* _Instructions to follow_:
Go through the lines below and copy any that hold the string "PartialEq".

··· Materials provided

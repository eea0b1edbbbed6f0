//! Wire codec: typed nodes and traces to and from the store's formats
//!
//! Outbound: quads are written as N-Triples, read back, converted to
//! JSON-LD and compacted against the context table. Inbound: whatever
//! RDF serialization the store answers with is parsed, IRIs are compacted,
//! trace predicates become [`Trace`] edges and the remaining properties are
//! grouped by subject and loaded as [`TrNode`]s.

use crate::error::TraceResult;
use crate::model::{Activity, Agent, Artefact, LoadError, PropertyMap, Specifier, Tool, Trace, TrNode};
use crate::rdf::{self, jsonld, term_text, Quad, RdfFormat, Term, Triple};
use crate::vocab::{self, keys};
use serde::Serialize;
use serde_json::Value;
use std::collections::{HashMap, HashSet};
use tracing::{debug, warn};

/// Encode a batch of triples as a compacted JSON-LD document.
///
/// The batch is validated by writing and re-parsing it as N-Triples, so a
/// single bad triple rejects the whole batch.
pub fn encode(triples: &[Triple]) -> TraceResult<Value> {
    let text = rdf::write_ntriples(triples);
    let parsed = rdf::parse_quads(&text, RdfFormat::NTriples)?;
    let expanded = jsonld::from_rdf(&parsed);
    Ok(jsonld::compact(&expanded, &vocab::jsonld_context()))
}

/// A subject group that could not be loaded as a typed node
#[derive(Debug, Clone, PartialEq, Eq, Serialize)]
pub struct DecodeWarning {
    pub subject: String,
    #[serde(serialize_with = "serialize_reason")]
    pub reason: LoadError,
}

fn serialize_reason<S: serde::Serializer>(reason: &LoadError, s: S) -> Result<S::Ok, S::Error> {
    s.collect_str(reason)
}

/// Typed result of decoding a response body
#[derive(Debug, Clone, Default, PartialEq, Serialize)]
pub struct DecodedGraph {
    pub nodes: Vec<TrNode>,
    pub traces: Vec<Trace>,
    pub warnings: Vec<DecodeWarning>,
}

impl DecodedGraph {
    pub fn is_empty(&self) -> bool {
        self.nodes.is_empty() && self.traces.is_empty()
    }

    pub fn node(&self, uri: &str) -> Option<&TrNode> {
        self.nodes.iter().find(|n| n.uri() == uri)
    }

    pub fn agents(&self) -> impl Iterator<Item = &Agent> {
        self.nodes.iter().filter_map(TrNode::as_agent)
    }

    pub fn activities(&self) -> impl Iterator<Item = &Activity> {
        self.nodes.iter().filter_map(TrNode::as_activity)
    }

    pub fn artefacts(&self) -> impl Iterator<Item = &Artefact> {
        self.nodes.iter().filter_map(TrNode::as_artefact)
    }

    pub fn tools(&self) -> impl Iterator<Item = &Tool> {
        self.nodes.iter().filter_map(TrNode::as_tool)
    }

    /// Fold another decode result in. Nodes are unique by URI, traces by
    /// content.
    pub fn merge(&mut self, other: DecodedGraph) {
        for node in other.nodes {
            if self.node(node.uri()).is_none() {
                self.nodes.push(node);
            }
        }
        for trace in other.traces {
            if !self.traces.contains(&trace) {
                self.traces.push(trace);
            }
        }
        self.warnings.extend(other.warnings);
    }
}

/// Decode a response body by content type.
///
/// Unsupported content types decode to an empty graph; a malformed body in
/// a supported format is an error.
pub fn parse_objects(body: &str, content_type: &str) -> TraceResult<DecodedGraph> {
    let Some(format) = RdfFormat::from_content_type(content_type) else {
        debug!(content_type, "unsupported content type, nothing decoded");
        return Ok(DecodedGraph::default());
    };
    let quads = rdf::parse_quads(body, format)?;
    Ok(decode_quads(&quads))
}

fn compact_term(term: &Term) -> String {
    match term {
        Term::Literal(lit) => lit.value().to_string(),
        other => vocab::compact_id(&term_text(other)),
    }
}

/// Single-valued property insert. Where a subject carries several
/// `rdf:type`s, a known specifier wins over anything else.
fn insert_property(props: &mut PropertyMap, key: String, value: String) {
    match props.get(&key) {
        None => {
            props.insert(key, value);
        }
        Some(existing) if key == keys::term::TYPE => {
            let known = |v: &str| v.parse::<Specifier>().is_ok();
            if !known(existing) && known(&value) {
                props.insert(key, value);
            }
        }
        Some(_) => {}
    }
}

/// Split quads into typed nodes and traces. Graph names are ignored.
pub fn decode_quads(quads: &[Quad]) -> DecodedGraph {
    let mut graph = DecodedGraph::default();
    let mut seen_traces = HashSet::new();
    let mut order: Vec<String> = Vec::new();
    let mut groups: HashMap<String, PropertyMap> = HashMap::new();

    for quad in quads {
        let subject = compact_term(&Term::from(quad.subject.clone()));
        let predicate = vocab::compact(quad.predicate.as_str());

        if keys::is_trace_predicate(&predicate) {
            let trace = Trace::new(subject, predicate, compact_term(&quad.object));
            if seen_traces.insert(trace.clone()) {
                graph.traces.push(trace);
            }
            continue;
        }

        let value = match &quad.object {
            Term::Literal(lit) => lit.value().to_string(),
            Term::NamedNode(iri) => vocab::compact(iri.as_str()),
            other => term_text(other),
        };
        let props = groups.entry(subject.clone()).or_insert_with(|| {
            order.push(subject.clone());
            PropertyMap::new()
        });
        insert_property(props, predicate, value);
    }

    for subject in order {
        let Some(props) = groups.remove(&subject) else { continue };
        match TrNode::load(&subject, &props) {
            Ok(node) => graph.nodes.push(node),
            Err(reason) => {
                warn!(subject = %subject, %reason, "dropping undecodable subject");
                graph.warnings.push(DecodeWarning { subject, reason });
            }
        }
    }

    graph
}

······

* _Exercise output_:
#[derive(Debug, Clone, PartialEq, Eq, Serialize)]
#[derive(Debug, Clone, Default, PartialEq, Serialize)]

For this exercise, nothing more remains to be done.